Adesione a Settimana del Lavoro Agile

DATI
Camera commercio Milano, 63 persone lavorano da casa per 3 giorni al mese

Al via la sperimentazione 2017, 63 persone lavorano da casa: così la Camera di commercio di Milano aderisce alla Settimana del Lavoro Agile. Dal 22 al 26 maggio, Il Comune di Milano, come ha riferito l’assessore Cristina Tajani alla presentazione di questa mattina a palazzo Marino, promuove il quarto appuntamento annuale che da giornata singola si trasforma in Settimana del Lavoro Agile.


Ha dichiarato Federica Ortalli, presidente del Comitato Imprenditoria Femminile della Camera di commercio di Milano: “Nella smart city, che Milano dimostra di essere in modo crescente, cambia il modo di lavorare. È da Milano che partono nuove proposte, dove anche una amministrazione flessibile e innovativa come la Camera di commercio, propone un nuovo modo di lavorare".

"Per ora -ha spiegato- in giorni limitati e in modo sperimentale, anche se con una diffusione costante. I risultati sono positivi: è la prova che i tempi sono maturi per richiedere questo salto di qualità culturale, che tiene conto dei bisogni delle persone e mette al primo posto la conciliazione, ormai possibile grazie alla diffusione e alla capacità delle nuove tecnologie. Un vantaggio per tutti ed in particolare per venire incontro alle molteplici esigenze delle donne che lavorano”.

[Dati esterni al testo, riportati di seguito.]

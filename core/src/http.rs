//! HTTP transport types for the host-does-IO pattern.
//!
//! # Design
//! Requests and responses are plain data. The core renders `HttpRequest`
//! values and parses `HttpResponse` values without touching the network; the
//! caller executes the actual round trip with whatever HTTP stack it likes.
//! All fields are owned so values can be moved across threads freely.

use std::fmt;

/// HTTP method for a request.
#[derive(Debug, Clone, Copy, PartialEq, Eq)]
pub enum HttpMethod {
    Get,
    Post,
    Put,
    Delete,
}

impl HttpMethod {
    pub fn as_str(self) -> &'static str {
        match self {
            HttpMethod::Get => "GET",
            HttpMethod::Post => "POST",
            HttpMethod::Put => "PUT",
            HttpMethod::Delete => "DELETE",
        }
    }
}

impl fmt::Display for HttpMethod {
    fn fmt(&self, f: &mut fmt::Formatter<'_>) -> fmt::Result {
        f.write_str(self.as_str())
    }
}

/// An HTTP request described as plain data.
///
/// `url` is absolute and already carries the query string and auth key.
#[derive(Debug, Clone, PartialEq)]
pub struct HttpRequest {
    pub method: HttpMethod,
    pub url: String,
    pub headers: Vec<(String, String)>,
    pub body: Option<String>,
}

impl HttpRequest {
    /// Look up a header by case-insensitive name.
    pub fn header(&self, name: &str) -> Option<&str> {
        self.headers
            .iter()
            .find(|(k, _)| k.eq_ignore_ascii_case(name))
            .map(|(_, v)| v.as_str())
    }
}

/// An HTTP response described as plain data.
///
/// Constructed by the caller after executing an `HttpRequest`, then handed to
/// the client's `parse_*` methods.
#[derive(Debug, Clone)]
pub struct HttpResponse {
    pub status: u16,
    pub headers: Vec<(String, String)>,
    pub body: String,
}

impl HttpResponse {
    pub fn is_success(&self) -> bool {
        (200..300).contains(&self.status)
    }
}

Quest’anno è partita la sperimentazione, dopo un anno di progetto pilota nel 2016, che aveva coinvolto 24 lavoratori della Camera di commercio milanese. Un anno fa bastavano 5 pc, per i turni a rotazione, del personale impegnato nell’esperimento. Quest’anno siamo arrivati a 20 pc.

La modalità prevede un accordo sulla definizione delle attività e la scelta della giornata di smart working tra responsabile e smart worker. A questo punto basta prenotare sull’apposita sezione della intranet aziendale: pc, telefono e chiavetta internet, che vengono restituiti dopo l’uso per renderli disponibili ad altri lavoratori.

Lo smart working, strumento ancora più agile, si va ad aggiungere al telelavoro, già tradizionalmente applicato in Camera di commercio, associato a giornate di rientro in ufficio, in una modalità mista, adattabile alle diverse esigenze.